What's been the highlight of your career so far?
Seeing the development of the three Law Schools I have managed; Lancaster, Manchester and City University of Hong Kong - though I also had a wonderful time as a young scholar at Sheffield working with some truly outstanding colleagues. Academics of course also like to reflect on their published work and I hope to have made a contribution to scholarship in the field of consumer law.
How would you say Brunel helped you to get where you are today?
In my days, Brunel ran a thin sandwich programme that involved three, six-month work experience placements. For me, seeing how the law worked in practice brought the law in the books to life. One could understand the difference technical legal arguments made when one saw how they could impact in real life. It has helped me realise that academic study and practical application of law can support one to gain a better understanding of the law. I was also blessed with some wonderful teachers; Patrick Polden, was the last remaining teacher from my cohort.
Why did you choose to study at Brunel and why would you recommend Brunel to others?
The sandwich course attracted me.
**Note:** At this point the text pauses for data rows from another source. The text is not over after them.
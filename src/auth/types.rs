//! Credential types
//!
//! A `Credentials` bundle carries everything needed to reach one Kintone
//! app: the domain, the app id and whichever authentication secrets the
//! caller has.

use std::fmt;

/// Credentials bundle for a Kintone app
#[derive(Clone, Default, PartialEq, Eq)]
pub struct Credentials {
    /// Kintone domain (`example.cybozu.com`) or full base URL
    pub domain: String,
    /// App id as supplied by the caller; validated on each call
    pub app: String,
    /// API token (comma-separated tokens are passed through)
    pub api_token: Option<String>,
    /// Login name for password authentication
    pub login_name: Option<String>,
    /// Password for password authentication
    pub password: Option<String>,
    /// Basic auth user (for domains behind basic authentication)
    pub basic_auth_user: Option<String>,
    /// Basic auth password
    pub basic_auth_password: Option<String>,
}

impl Credentials {
    /// Create a bundle with domain and app id, no secrets yet
    pub fn new(domain: impl Into<String>, app: impl Into<String>) -> Self {
        Self {
            domain: domain.into(),
            app: app.into(),
            ..Default::default()
        }
    }

    /// Set the API token
    #[must_use]
    pub fn api_token(mut self, token: impl Into<String>) -> Self {
        self.api_token = Some(token.into());
        self
    }

    /// Set the login name and password
    #[must_use]
    pub fn password_auth(mut self, login_name: impl Into<String>, password: impl Into<String>) -> Self {
        self.login_name = Some(login_name.into());
        self.password = Some(password.into());
        self
    }

    /// Set the basic auth user and password
    #[must_use]
    pub fn basic_auth(mut self, user: impl Into<String>, password: impl Into<String>) -> Self {
        self.basic_auth_user = Some(user.into());
        self.basic_auth_password = Some(password.into());
        self
    }

    /// Resolve which authentication scheme applies
    ///
    /// A non-empty login name and password always win over a token.
    pub fn scheme(&self) -> Option<AuthScheme<'_>> {
        if let (Some(login), Some(password)) = (
            non_empty(self.login_name.as_deref()),
            non_empty(self.password.as_deref()),
        ) {
            return Some(AuthScheme::Password { login, password });
        }
        non_empty(self.api_token.as_deref()).map(|token| AuthScheme::ApiToken { token })
    }

    /// Basic auth pair, when both halves are non-empty
    pub fn basic(&self) -> Option<(&str, &str)> {
        Some((
            non_empty(self.basic_auth_user.as_deref())?,
            non_empty(self.basic_auth_password.as_deref())?,
        ))
    }
}

fn non_empty(value: Option<&str>) -> Option<&str> {
    value.filter(|v| !v.is_empty())
}

impl fmt::Debug for Credentials {
    fn fmt(&self, f: &mut fmt::Formatter<'_>) -> fmt::Result {
        f.debug_struct("Credentials")
            .field("domain", &self.domain)
            .field("app", &self.app)
            .field("api_token", &self.api_token.as_ref().map(|_| "***"))
            .field("login_name", &self.login_name)
            .field("password", &self.password.as_ref().map(|_| "***"))
            .field("basic_auth_user", &self.basic_auth_user)
            .field(
                "basic_auth_password",
                &self.basic_auth_password.as_ref().map(|_| "***"),
            )
            .finish()
    }
}

/// Authentication scheme selected from a credentials bundle
#[derive(Debug, Clone, Copy, PartialEq, Eq)]
pub enum AuthScheme<'a> {
    /// `X-Cybozu-Authorization` with base64 login:password
    Password {
        /// Login name
        login: &'a str,
        /// Password
        password: &'a str,
    },
    /// `X-Cybozu-API-Token`
    ApiToken {
        /// Token value
        token: &'a str,
    },
}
As an academic I know some of the staff at Brunel and of their commitment to enhancing the Law School. The last REF emphasised the quality of the work being undertaken there.
What is your best memory of studying here?
Cheese and wine parties after essay deadlines in the common room and the many conversations with staff about difficult areas of law.
If you could give one piece of advice to new students, what would that be?
Enjoy your time, but also remember to study from day one. Employers look at first year results. But study can be fun!
What would be your top tip or advice for new graduates as they begin their career journey?
Enjoy your work and always try to make a difference.